David Vossel dvossel at redhat.com
Thu Mar 5 18:01:43 UTC 2015



----- Original Message -----
> 
> > On 4 Mar 2015, at 11:46 pm, Simon Lawrence <simon.lawrence at navaho.co.uk>
> > wrote:
> > 
> > Hi
> > 
> > In section 4.3.2 of this document...
> > 
> > http://clusterlabs.org/doc/en-US/Pacemaker/1.1/html-single/Pacemaker_Remote/
> > 
> > the following command is used to create a virtual domain resource...
> > 
> > pcs resource create vm-guest1 VirtualDomain hypervisor="qemu:///system"
> > config="/root/guest1.xml" meta remote-node=guest1
> > 
> > i.e. the resource is named 'vm-guest1'.
> > 
> > 
> > However, the KVM guest this resource is associated with has a KVM domain
> > name of 'guest1'.
> > 
> > My understanding is that resource name and KVM domain name should be the
> > same for the cluster to be able monitor that VM. Is that not the case?

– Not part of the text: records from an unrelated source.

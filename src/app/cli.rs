use clap::Parser;
use std::path::PathBuf;

/// ampdeck - Plexamp controls for the Stream Deck
#[derive(Parser, Debug)]
#[command(name = "ampdeck", version, about)]
pub struct Args {
    /// WebSocket port the Stream Deck app listens on
    #[arg(long, required_unless_present = "generate_config")]
    pub port: Option<u16>,

    /// Plugin instance identifier used for registration
    #[arg(long, required_unless_present = "generate_config")]
    pub plugin_uuid: Option<String>,

    /// Event name to register with (normally "registerPlugin")
    #[arg(long, default_value = "registerPlugin")]
    pub register_event: String,

    /// Host and device info JSON (unused, accepted for compatibility)
    #[arg(long)]
    pub info: Option<String>,

    /// Config file (default: ~/.config/ampdeck/config.toml)
    #[arg(long)]
    pub config: Option<PathBuf>,

    /// Generate default config.toml to stdout
    #[arg(long)]
    pub generate_config: bool,
}

/// The Stream Deck app launches plugins with single-dash camelCase flags
/// (`-port 28196 -pluginUUID ...`). Rewrite them to what clap expects.
pub fn normalize_args<I>(args: I) -> Vec<String>
where
    I: IntoIterator<Item = String>,
{
    args.into_iter()
        .map(|arg| match arg.as_str() {
            "-port" => "--port".to_string(),
            "-pluginUUID" => "--plugin-uuid".to_string(),
            "-registerEvent" => "--register-event".to_string(),
            "-info" => "--info".to_string(),
            _ => arg,
        })
        .collect()
}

Kind of. I'm confused by 'domain name'. In kvm the VMs are called domains.
In networking, a domain name is talking about a hostname.  If we're talking
about hostnames, then you are correct. If we're talking about the internal
kvm naming used for a VM, then no. 

When you are using the remote-node meta attribute, if you don't specify the
remote-addr attribute then pacemaker assumes the value, guest1, in
'remote-node=guest1' is a hostname pacemaker_remote can be contacted on. So,
guest1 must be a network reachable hostname that points to the virtual machine
associated with the remote node.

> I think its preferred (and makes fencing easier) but not required.
> David?

For the baremetal remote node use case, this could matter depending on the fencing
devices in use. For the container node use case (which is what is being discussed
here) this is not a concern. Container nodes are fenced, but the fencing action is
just destroying the VM using the VirtualDomain resource agent. No special
configuration is needed for this to happen. It just happens automatically.